*Task*.
Extract each line from the entries below that has the string "tests" in it.

*** Block opens ***

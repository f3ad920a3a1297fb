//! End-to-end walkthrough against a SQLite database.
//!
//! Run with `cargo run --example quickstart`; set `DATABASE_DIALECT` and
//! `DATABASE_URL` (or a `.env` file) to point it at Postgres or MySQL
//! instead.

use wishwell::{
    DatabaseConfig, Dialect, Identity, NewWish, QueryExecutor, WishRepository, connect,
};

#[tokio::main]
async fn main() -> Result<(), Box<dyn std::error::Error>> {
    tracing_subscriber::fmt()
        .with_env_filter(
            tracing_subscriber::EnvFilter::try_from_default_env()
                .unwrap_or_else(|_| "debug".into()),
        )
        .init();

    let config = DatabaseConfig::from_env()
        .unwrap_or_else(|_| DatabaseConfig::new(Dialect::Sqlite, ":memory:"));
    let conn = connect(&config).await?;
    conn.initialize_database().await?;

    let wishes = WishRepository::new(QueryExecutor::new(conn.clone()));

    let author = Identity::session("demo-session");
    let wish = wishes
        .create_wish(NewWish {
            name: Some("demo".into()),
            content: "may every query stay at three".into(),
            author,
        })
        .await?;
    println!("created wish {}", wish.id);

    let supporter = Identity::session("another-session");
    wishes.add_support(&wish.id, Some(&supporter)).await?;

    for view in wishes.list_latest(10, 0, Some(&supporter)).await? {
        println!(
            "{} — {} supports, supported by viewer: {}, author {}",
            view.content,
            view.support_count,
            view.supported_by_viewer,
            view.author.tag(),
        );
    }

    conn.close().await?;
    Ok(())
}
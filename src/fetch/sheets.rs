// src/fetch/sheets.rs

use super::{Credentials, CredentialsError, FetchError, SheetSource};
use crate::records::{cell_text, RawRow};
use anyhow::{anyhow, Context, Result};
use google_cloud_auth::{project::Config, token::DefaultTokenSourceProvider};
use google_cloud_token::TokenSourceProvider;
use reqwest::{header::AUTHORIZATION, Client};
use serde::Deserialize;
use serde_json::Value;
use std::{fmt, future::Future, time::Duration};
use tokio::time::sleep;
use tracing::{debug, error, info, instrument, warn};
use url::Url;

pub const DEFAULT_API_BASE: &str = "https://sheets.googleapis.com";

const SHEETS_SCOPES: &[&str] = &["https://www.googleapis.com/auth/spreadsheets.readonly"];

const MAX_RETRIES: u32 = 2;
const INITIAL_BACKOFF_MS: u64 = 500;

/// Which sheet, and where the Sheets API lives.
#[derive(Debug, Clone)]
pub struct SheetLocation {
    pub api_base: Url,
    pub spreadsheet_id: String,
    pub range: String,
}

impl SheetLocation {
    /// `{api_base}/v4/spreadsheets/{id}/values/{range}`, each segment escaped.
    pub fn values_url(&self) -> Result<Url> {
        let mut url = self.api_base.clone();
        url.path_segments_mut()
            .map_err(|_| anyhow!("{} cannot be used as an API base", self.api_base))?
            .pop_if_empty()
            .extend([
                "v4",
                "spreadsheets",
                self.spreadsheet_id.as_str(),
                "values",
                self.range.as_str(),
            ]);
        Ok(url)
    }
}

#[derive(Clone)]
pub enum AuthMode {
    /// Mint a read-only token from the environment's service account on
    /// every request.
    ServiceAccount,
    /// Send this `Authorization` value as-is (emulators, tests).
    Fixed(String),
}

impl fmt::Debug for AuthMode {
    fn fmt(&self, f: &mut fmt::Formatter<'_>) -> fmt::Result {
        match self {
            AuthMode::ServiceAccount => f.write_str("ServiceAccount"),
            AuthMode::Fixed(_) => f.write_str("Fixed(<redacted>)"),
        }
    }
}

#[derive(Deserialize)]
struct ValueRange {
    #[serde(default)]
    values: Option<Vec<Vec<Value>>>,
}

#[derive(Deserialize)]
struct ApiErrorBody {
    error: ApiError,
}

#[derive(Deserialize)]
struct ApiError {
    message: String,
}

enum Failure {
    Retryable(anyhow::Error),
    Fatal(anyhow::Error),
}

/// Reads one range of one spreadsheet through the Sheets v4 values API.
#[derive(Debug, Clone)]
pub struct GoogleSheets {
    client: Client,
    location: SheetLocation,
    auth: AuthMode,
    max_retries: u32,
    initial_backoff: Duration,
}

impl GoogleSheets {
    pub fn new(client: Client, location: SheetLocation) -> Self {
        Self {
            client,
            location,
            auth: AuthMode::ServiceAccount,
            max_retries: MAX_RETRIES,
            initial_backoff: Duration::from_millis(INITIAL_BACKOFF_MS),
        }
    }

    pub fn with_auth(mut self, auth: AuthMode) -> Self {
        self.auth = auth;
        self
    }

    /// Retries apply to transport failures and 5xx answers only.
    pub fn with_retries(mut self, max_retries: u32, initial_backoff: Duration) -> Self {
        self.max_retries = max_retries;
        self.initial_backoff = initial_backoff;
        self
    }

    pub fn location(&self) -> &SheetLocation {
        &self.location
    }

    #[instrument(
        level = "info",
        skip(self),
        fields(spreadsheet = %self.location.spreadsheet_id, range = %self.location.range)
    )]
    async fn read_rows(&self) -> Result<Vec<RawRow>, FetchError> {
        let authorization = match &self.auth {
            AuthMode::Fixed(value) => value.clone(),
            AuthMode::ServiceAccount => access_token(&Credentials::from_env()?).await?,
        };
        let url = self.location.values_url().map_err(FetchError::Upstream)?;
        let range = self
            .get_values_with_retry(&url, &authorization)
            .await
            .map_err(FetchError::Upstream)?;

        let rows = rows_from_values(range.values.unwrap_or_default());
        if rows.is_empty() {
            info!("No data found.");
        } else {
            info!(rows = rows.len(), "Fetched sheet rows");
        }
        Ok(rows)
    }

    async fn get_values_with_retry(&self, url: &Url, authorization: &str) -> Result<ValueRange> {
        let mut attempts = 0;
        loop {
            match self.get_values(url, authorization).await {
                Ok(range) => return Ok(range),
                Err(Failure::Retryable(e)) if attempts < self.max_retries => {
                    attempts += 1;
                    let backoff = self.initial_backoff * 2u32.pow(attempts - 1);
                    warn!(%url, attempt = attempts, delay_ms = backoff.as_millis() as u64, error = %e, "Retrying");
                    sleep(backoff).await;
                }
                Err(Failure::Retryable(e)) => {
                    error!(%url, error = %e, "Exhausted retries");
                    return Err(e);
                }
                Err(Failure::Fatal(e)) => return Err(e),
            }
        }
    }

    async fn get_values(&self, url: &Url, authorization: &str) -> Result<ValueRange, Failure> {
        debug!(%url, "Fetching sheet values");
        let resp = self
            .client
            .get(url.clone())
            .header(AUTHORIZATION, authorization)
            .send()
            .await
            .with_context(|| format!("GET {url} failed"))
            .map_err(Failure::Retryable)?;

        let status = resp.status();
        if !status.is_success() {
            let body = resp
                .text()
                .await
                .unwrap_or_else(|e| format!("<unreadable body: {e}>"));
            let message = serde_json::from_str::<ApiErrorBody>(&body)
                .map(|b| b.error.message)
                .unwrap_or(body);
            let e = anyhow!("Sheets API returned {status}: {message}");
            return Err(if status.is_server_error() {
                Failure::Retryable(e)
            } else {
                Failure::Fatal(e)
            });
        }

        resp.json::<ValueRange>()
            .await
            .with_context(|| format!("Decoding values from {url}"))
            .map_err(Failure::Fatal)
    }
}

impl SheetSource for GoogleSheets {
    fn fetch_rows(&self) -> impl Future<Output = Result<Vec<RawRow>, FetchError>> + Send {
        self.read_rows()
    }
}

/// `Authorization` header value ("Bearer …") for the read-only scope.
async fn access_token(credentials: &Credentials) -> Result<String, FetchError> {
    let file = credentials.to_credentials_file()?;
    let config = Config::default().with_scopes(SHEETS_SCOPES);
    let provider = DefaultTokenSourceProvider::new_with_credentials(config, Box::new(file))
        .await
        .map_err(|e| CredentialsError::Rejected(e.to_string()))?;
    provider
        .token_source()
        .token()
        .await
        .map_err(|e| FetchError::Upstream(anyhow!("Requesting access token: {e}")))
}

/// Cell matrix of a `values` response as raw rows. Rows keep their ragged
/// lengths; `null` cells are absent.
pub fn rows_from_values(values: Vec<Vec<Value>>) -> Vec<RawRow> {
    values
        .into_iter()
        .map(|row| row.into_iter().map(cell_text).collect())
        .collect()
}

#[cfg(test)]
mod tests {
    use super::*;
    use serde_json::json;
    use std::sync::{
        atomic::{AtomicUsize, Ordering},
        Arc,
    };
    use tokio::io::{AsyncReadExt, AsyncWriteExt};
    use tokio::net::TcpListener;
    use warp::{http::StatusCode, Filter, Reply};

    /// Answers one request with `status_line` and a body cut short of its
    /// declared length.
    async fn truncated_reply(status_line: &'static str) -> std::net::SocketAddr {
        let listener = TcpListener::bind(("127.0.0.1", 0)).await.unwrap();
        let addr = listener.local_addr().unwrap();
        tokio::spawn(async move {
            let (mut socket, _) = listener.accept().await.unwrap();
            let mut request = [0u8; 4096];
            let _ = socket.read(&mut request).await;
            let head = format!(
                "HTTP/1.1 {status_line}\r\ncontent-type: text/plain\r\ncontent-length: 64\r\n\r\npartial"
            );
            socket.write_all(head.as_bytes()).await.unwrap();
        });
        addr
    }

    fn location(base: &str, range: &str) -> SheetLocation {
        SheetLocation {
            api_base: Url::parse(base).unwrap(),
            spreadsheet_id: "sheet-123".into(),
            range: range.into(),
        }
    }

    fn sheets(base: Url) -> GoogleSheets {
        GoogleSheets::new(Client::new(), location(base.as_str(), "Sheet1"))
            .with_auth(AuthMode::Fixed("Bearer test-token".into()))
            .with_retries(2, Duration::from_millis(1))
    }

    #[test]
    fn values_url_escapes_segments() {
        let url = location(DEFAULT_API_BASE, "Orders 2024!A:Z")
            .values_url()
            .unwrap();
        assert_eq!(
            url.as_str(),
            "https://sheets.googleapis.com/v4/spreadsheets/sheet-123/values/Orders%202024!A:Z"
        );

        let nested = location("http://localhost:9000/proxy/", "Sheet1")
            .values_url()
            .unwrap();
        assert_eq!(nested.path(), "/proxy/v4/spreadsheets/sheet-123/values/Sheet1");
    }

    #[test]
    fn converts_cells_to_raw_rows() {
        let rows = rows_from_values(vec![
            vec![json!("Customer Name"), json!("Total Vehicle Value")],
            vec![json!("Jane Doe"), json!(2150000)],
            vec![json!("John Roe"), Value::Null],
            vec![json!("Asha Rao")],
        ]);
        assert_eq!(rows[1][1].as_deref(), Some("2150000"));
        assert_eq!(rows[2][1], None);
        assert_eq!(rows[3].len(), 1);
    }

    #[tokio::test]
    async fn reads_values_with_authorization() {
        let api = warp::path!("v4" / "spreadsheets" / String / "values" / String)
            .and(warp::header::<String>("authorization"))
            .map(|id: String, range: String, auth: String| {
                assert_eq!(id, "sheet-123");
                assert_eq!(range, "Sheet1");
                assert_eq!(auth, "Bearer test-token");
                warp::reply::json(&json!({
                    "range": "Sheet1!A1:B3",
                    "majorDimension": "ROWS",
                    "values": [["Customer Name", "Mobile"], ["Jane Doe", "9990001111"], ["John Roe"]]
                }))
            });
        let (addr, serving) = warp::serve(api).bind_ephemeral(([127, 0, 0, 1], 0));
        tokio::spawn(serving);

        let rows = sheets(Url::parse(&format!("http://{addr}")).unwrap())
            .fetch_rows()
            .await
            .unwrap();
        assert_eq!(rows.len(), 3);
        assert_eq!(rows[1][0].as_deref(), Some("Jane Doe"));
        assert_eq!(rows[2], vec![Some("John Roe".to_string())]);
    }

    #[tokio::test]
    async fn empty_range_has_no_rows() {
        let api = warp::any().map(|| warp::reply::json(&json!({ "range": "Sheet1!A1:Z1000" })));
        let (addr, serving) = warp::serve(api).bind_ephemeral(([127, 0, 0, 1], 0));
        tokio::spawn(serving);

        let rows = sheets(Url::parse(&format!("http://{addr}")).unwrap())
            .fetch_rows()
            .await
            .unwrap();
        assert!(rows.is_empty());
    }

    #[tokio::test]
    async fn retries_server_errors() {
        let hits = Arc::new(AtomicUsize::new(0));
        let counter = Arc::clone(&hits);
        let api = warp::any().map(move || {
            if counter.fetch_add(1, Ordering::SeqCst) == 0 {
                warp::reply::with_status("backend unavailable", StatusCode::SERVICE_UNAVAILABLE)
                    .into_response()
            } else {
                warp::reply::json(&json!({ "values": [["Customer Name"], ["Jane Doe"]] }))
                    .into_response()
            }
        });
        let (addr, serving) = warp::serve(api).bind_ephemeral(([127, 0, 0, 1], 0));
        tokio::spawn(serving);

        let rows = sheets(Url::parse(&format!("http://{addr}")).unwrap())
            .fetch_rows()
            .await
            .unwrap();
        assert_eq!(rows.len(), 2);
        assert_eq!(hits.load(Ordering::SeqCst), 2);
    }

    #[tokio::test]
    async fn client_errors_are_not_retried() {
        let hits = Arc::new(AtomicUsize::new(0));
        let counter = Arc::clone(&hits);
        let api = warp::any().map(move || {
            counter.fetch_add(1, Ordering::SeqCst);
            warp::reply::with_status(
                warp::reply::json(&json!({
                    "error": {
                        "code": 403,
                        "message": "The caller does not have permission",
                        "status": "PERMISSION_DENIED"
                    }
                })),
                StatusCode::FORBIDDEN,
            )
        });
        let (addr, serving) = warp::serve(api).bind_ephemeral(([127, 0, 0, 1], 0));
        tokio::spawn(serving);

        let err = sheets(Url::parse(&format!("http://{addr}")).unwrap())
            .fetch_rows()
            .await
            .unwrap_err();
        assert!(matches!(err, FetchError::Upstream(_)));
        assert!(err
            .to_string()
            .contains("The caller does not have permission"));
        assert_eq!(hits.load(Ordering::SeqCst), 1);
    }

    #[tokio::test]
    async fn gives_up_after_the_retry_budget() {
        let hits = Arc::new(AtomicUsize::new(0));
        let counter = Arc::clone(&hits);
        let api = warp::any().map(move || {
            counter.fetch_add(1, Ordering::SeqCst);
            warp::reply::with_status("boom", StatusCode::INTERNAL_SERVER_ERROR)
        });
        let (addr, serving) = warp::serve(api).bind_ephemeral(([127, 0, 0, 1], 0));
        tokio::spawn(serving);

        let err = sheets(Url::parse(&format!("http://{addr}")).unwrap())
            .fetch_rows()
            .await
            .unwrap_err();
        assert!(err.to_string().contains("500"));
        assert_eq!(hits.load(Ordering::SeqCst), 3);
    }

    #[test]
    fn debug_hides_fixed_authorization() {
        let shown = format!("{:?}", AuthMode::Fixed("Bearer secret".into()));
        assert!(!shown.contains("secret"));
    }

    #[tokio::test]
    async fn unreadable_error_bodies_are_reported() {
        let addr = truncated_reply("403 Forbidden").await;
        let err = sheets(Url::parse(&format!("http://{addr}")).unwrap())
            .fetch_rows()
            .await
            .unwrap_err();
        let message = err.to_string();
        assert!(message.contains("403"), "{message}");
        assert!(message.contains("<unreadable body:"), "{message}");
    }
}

*** Block closes ***

*Solution for this problem*.
    /// Send this `Authorization` value as-is (emulators, tests).
mod tests {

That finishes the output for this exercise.